◆ WHAT TO DO: Print every line exactly as it appears in the material below.

======

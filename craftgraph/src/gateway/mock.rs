//! Scripted gateway for tests and offline runs.

use std::collections::{HashMap, VecDeque};
use std::sync::{Mutex, MutexGuard};
use std::time::Duration;

use async_trait::async_trait;

use super::{GatewayError, ImageArtifact, ImageRequest, ModelGateway, ModelRequest, TaskType};

#[derive(Default)]
struct Script {
    queued: HashMap<TaskType, VecDeque<Result<String, GatewayError>>>,
    sticky: HashMap<TaskType, Result<String, GatewayError>>,
    calls: Vec<ModelRequest>,
    images: VecDeque<Result<ImageArtifact, GatewayError>>,
    echo_images: bool,
    image_calls: Vec<ImageRequest>,
}

/// Deterministic [`ModelGateway`].
///
/// Replies per task type come from a FIFO queue (`push_*`); when the queue is
/// empty the sticky reply (`with_*`) is used; with neither, the call fails with
/// `Unavailable`, which every node treats as "use the offline fallback".
/// All requests are recorded.
#[derive(Default)]
pub struct MockGateway {
    script: Mutex<Script>,
    latency: Option<Duration>,
}

impl MockGateway {
    pub fn new() -> Self {
        Self::default()
    }

    fn script(&self) -> MutexGuard<'_, Script> {
        self.script.lock().unwrap_or_else(|e| e.into_inner())
    }

    /// Queues one reply for `task`.
    pub fn push_response(self, task: TaskType, text: impl Into<String>) -> Self {
        self.enqueue(task, Ok(text.into()));
        self
    }

    /// Queues one failure for `task`.
    pub fn push_error(self, task: TaskType, err: GatewayError) -> Self {
        self.enqueue(task, Err(err));
        self
    }

    /// Reply used for `task` whenever its queue is empty.
    pub fn with_response(self, task: TaskType, text: impl Into<String>) -> Self {
        self.script().sticky.insert(task, Ok(text.into()));
        self
    }

    /// Failure used for `task` whenever its queue is empty.
    pub fn with_error(self, task: TaskType, err: GatewayError) -> Self {
        self.script().sticky.insert(task, Err(err));
        self
    }

    /// Sleeps this long before every text reply.
    pub fn with_latency(mut self, latency: Duration) -> Self {
        self.latency = Some(latency);
        self
    }

    /// Queues one image result.
    pub fn push_image(self, result: Result<ImageArtifact, GatewayError>) -> Self {
        self.script().images.push_back(result);
        self
    }

    /// When the image queue is empty, return an image whose bytes are the prompt.
    pub fn with_echo_images(self) -> Self {
        self.script().echo_images = true;
        self
    }

    /// Queues a reply at runtime (the gateway may already be shared).
    pub fn enqueue(&self, task: TaskType, result: Result<String, GatewayError>) {
        self.script()
            .queued
            .entry(task)
            .or_default()
            .push_back(result);
    }

    /// All text requests so far, in call order.
    pub fn calls(&self) -> Vec<ModelRequest> {
        self.script().calls.clone()
    }

    pub fn call_count(&self, task: TaskType) -> usize {
        self.script()
            .calls
            .iter()
            .filter(|r| r.task_type == task)
            .count()
    }

    /// All image requests so far, in call order.
    pub fn image_calls(&self) -> Vec<ImageRequest> {
        self.script().image_calls.clone()
    }
}

#[async_trait]
impl ModelGateway for MockGateway {
    async fn complete(&self, request: &ModelRequest) -> Result<String, GatewayError> {
        if let Some(latency) = self.latency {
            tokio::time::sleep(latency).await;
        }
        let mut script = self.script();
        script.calls.push(request.clone());
        if let Some(next) = script
            .queued
            .get_mut(&request.task_type)
            .and_then(VecDeque::pop_front)
        {
            return next;
        }
        match script.sticky.get(&request.task_type) {
            Some(result) => result.clone(),
            None => Err(GatewayError::Unavailable(format!(
                "no scripted reply for {}",
                request.task_type
            ))),
        }
    }

    async fn generate_image(&self, request: &ImageRequest) -> Result<ImageArtifact, GatewayError> {
        let mut script = self.script();
        script.image_calls.push(request.clone());
        if let Some(next) = script.images.pop_front() {
            return next;
        }
        if script.echo_images {
            return Ok(ImageArtifact::new(
                "image/png",
                request.prompt.as_bytes().to_vec(),
            ));
        }
        Err(GatewayError::Unavailable("no scripted image".into()))
    }
}

#[cfg(test)]
mod tests {
    use super::*;

    /// **Scenario**: Queue drains first, then the sticky reply, and calls are recorded.
    #[tokio::test]
    async fn queue_then_sticky() {
        let mock = MockGateway::new()
            .push_response(TaskType::Creative, "first")
            .with_response(TaskType::Creative, "always");
        let req = ModelRequest::new(TaskType::Creative, "p");
        assert_eq!(mock.complete(&req).await.unwrap(), "first");
        assert_eq!(mock.complete(&req).await.unwrap(), "always");
        assert_eq!(mock.complete(&req).await.unwrap(), "always");
        assert_eq!(mock.call_count(TaskType::Creative), 3);
        assert_eq!(mock.calls()[0].prompt, "p");
    }

    /// **Scenario**: Unscripted task types and images are Unavailable.
    #[tokio::test]
    async fn unscripted_is_unavailable() {
        let mock = MockGateway::new();
        let err = mock
            .complete(&ModelRequest::new(TaskType::Extraction, "x"))
            .await
            .unwrap_err();
        assert!(matches!(err, GatewayError::Unavailable(_)));
        let img = mock
            .generate_image(&ImageRequest {
                prompt: "x".into(),
                reference: None,
            })
            .await;
        assert!(img.is_err());
        assert_eq!(mock.image_calls().len(), 1);
    }

    /// **Scenario**: Echo images carry the prompt bytes.
    #[tokio::test]
    async fn echo_images_return_prompt_bytes() {
        let mock = MockGateway::new().with_echo_images();
        let art = mock
            .generate_image(&ImageRequest {
                prompt: "lamp".into(),
                reference: None,
            })
            .await
            .unwrap();
        assert_eq!(art.bytes, b"lamp".to_vec());
        assert!(!art.placeholder);
    }
}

======

◆ ANSWER BOX:
filename craftgraph/src/gateway/mock.rs
//! Scripted gateway for tests and offline runs.

use std::collections::{HashMap, VecDeque};
use std::sync::{Mutex, MutexGuard};
use std::time::Duration;

use async_trait::async_trait;

use super::{GatewayError, ImageArtifact, ImageRequest, ModelGateway, ModelRequest, TaskType};

#[derive(Default)]
struct Script {
    queued: HashMap<TaskType, VecDeque<Result<String, GatewayError>>>,
    sticky: HashMap<TaskType, Result<String, GatewayError>>,
    calls: Vec<ModelRequest>,
    images: VecDeque<Result<ImageArtifact, GatewayError>>,
    echo_images: bool,
    image_calls: Vec<ImageRequest>,
}

/// Deterministic [`ModelGateway`].
///
/// Replies per task type come from a FIFO queue (`push_*`); when the queue is
/// empty the sticky reply (`with_*`) is used; with neither, the call fails with
/// `Unavailable`, which every node treats as "use the offline fallback".
/// All requests are recorded.
#[derive(Default)]
pub struct MockGateway {
    script: Mutex<Script>,
    latency: Option<Duration>,
}

impl MockGateway {
    pub fn new() -> Self {
        Self::default()
    }

    fn script(&self) -> MutexGuard<'_, Script> {
        self.script.lock().unwrap_or_else(|e| e.into_inner())
    }

    /// Queues one reply for `task`.
    pub fn push_response(self, task: TaskType, text: impl Into<String>) -> Self {
        self.enqueue(task, Ok(text.into()));
        self
    }

    /// Queues one failure for `task`.
    pub fn push_error(self, task: TaskType, err: GatewayError) -> Self {
        self.enqueue(task, Err(err));
        self
    }

    /// Reply used for `task` whenever its queue is empty.
    pub fn with_response(self, task: TaskType, text: impl Into<String>) -> Self {
        self.script().sticky.insert(task, Ok(text.into()));
        self
    }

    /// Failure used for `task` whenever its queue is empty.
    pub fn with_error(self, task: TaskType, err: GatewayError) -> Self {
        self.script().sticky.insert(task, Err(err));
        self
    }

    /// Sleeps this long before every text reply.
    pub fn with_latency(mut self, latency: Duration) -> Self {
        self.latency = Some(latency);
        self
    }

    /// Queues one image result.
    pub fn push_image(self, result: Result<ImageArtifact, GatewayError>) -> Self {
        self.script().images.push_back(result);
        self
    }

    /// When the image queue is empty, return an image whose bytes are the prompt.
    pub fn with_echo_images(self) -> Self {
        self.script().echo_images = true;
        self
    }

    /// Queues a reply at runtime (the gateway may already be shared).
    pub fn enqueue(&self, task: TaskType, result: Result<String, GatewayError>) {
        self.script()
            .queued
            .entry(task)
            .or_default()
            .push_back(result);
    }

    /// All text requests so far, in call order.
    pub fn calls(&self) -> Vec<ModelRequest> {
        self.script().calls.clone()
    }

    pub fn call_count(&self, task: TaskType) -> usize {
        self.script()
            .calls
            .iter()
            .filter(|r| r.task_type == task)
            .count()
    }

    /// All image requests so far, in call order.
    pub fn image_calls(&self) -> Vec<ImageRequest> {
        self.script().image_calls.clone()
    }
}

#[async_trait]
impl ModelGateway for MockGateway {
    async fn complete(&self, request: &ModelRequest) -> Result<String, GatewayError> {
        if let Some(latency) = self.latency {
            tokio::time::sleep(latency).await;
        }
        let mut script = self.script();
        script.calls.push(request.clone());
        if let Some(next) = script
            .queued
            .get_mut(&request.task_type)
            .and_then(VecDeque::pop_front)
        {
            return next;
        }
        match script.sticky.get(&request.task_type) {
            Some(result) => result.clone(),
            None => Err(GatewayError::Unavailable(format!(
                "no scripted reply for {}",
                request.task_type
            ))),
        }
    }

    async fn generate_image(&self, request: &ImageRequest) -> Result<ImageArtifact, GatewayError> {
        let mut script = self.script();
        script.image_calls.push(request.clone());
        if let Some(next) = script.images.pop_front() {
            return next;
        }
        if script.echo_images {
            return Ok(ImageArtifact::new(
                "image/png",
                request.prompt.as_bytes().to_vec(),
            ));
        }
        Err(GatewayError::Unavailable("no scripted image".into()))
    }
}

#[cfg(test)]
mod tests {
    use super::*;

    /// **Scenario**: Queue drains first, then the sticky reply, and calls are recorded.
    #[tokio::test]
    async fn queue_then_sticky() {
        let mock = MockGateway::new()
            .push_response(TaskType::Creative, "first")
            .with_response(TaskType::Creative, "always");
        let req = ModelRequest::new(TaskType::Creative, "p");
        assert_eq!(mock.complete(&req).await.unwrap(), "first");
        assert_eq!(mock.complete(&req).await.unwrap(), "always");
        assert_eq!(mock.complete(&req).await.unwrap(), "always");
        assert_eq!(mock.call_count(TaskType::Creative), 3);
        assert_eq!(mock.calls()[0].prompt, "p");
    }

    /// **Scenario**: Unscripted task types and images are Unavailable.
    #[tokio::test]
    async fn unscripted_is_unavailable() {
        let mock = MockGateway::new();
        let err = mock
            .complete(&ModelRequest::new(TaskType::Extraction, "x"))
            .await
            .unwrap_err();
        assert!(matches!(err, GatewayError::Unavailable(_)));
        let img = mock
            .generate_image(&ImageRequest {
                prompt: "x".into(),
                reference: None,
            })
            .await;
        assert!(img.is_err());
        assert_eq!(mock.image_calls().len(), 1);
    }

    /// **Scenario**: Echo images carry the prompt bytes.
    #[tokio::test]
    async fn echo_images_return_prompt_bytes() {
        let mock = MockGateway::new().with_echo_images();
        let art = mock
            .generate_image(&ImageRequest {
                prompt: "lamp".into(),
                reference: None,
            })
            .await
            .unwrap();
        assert_eq!(art.bytes, b"lamp".to_vec());
        assert!(!art.placeholder);
    }
}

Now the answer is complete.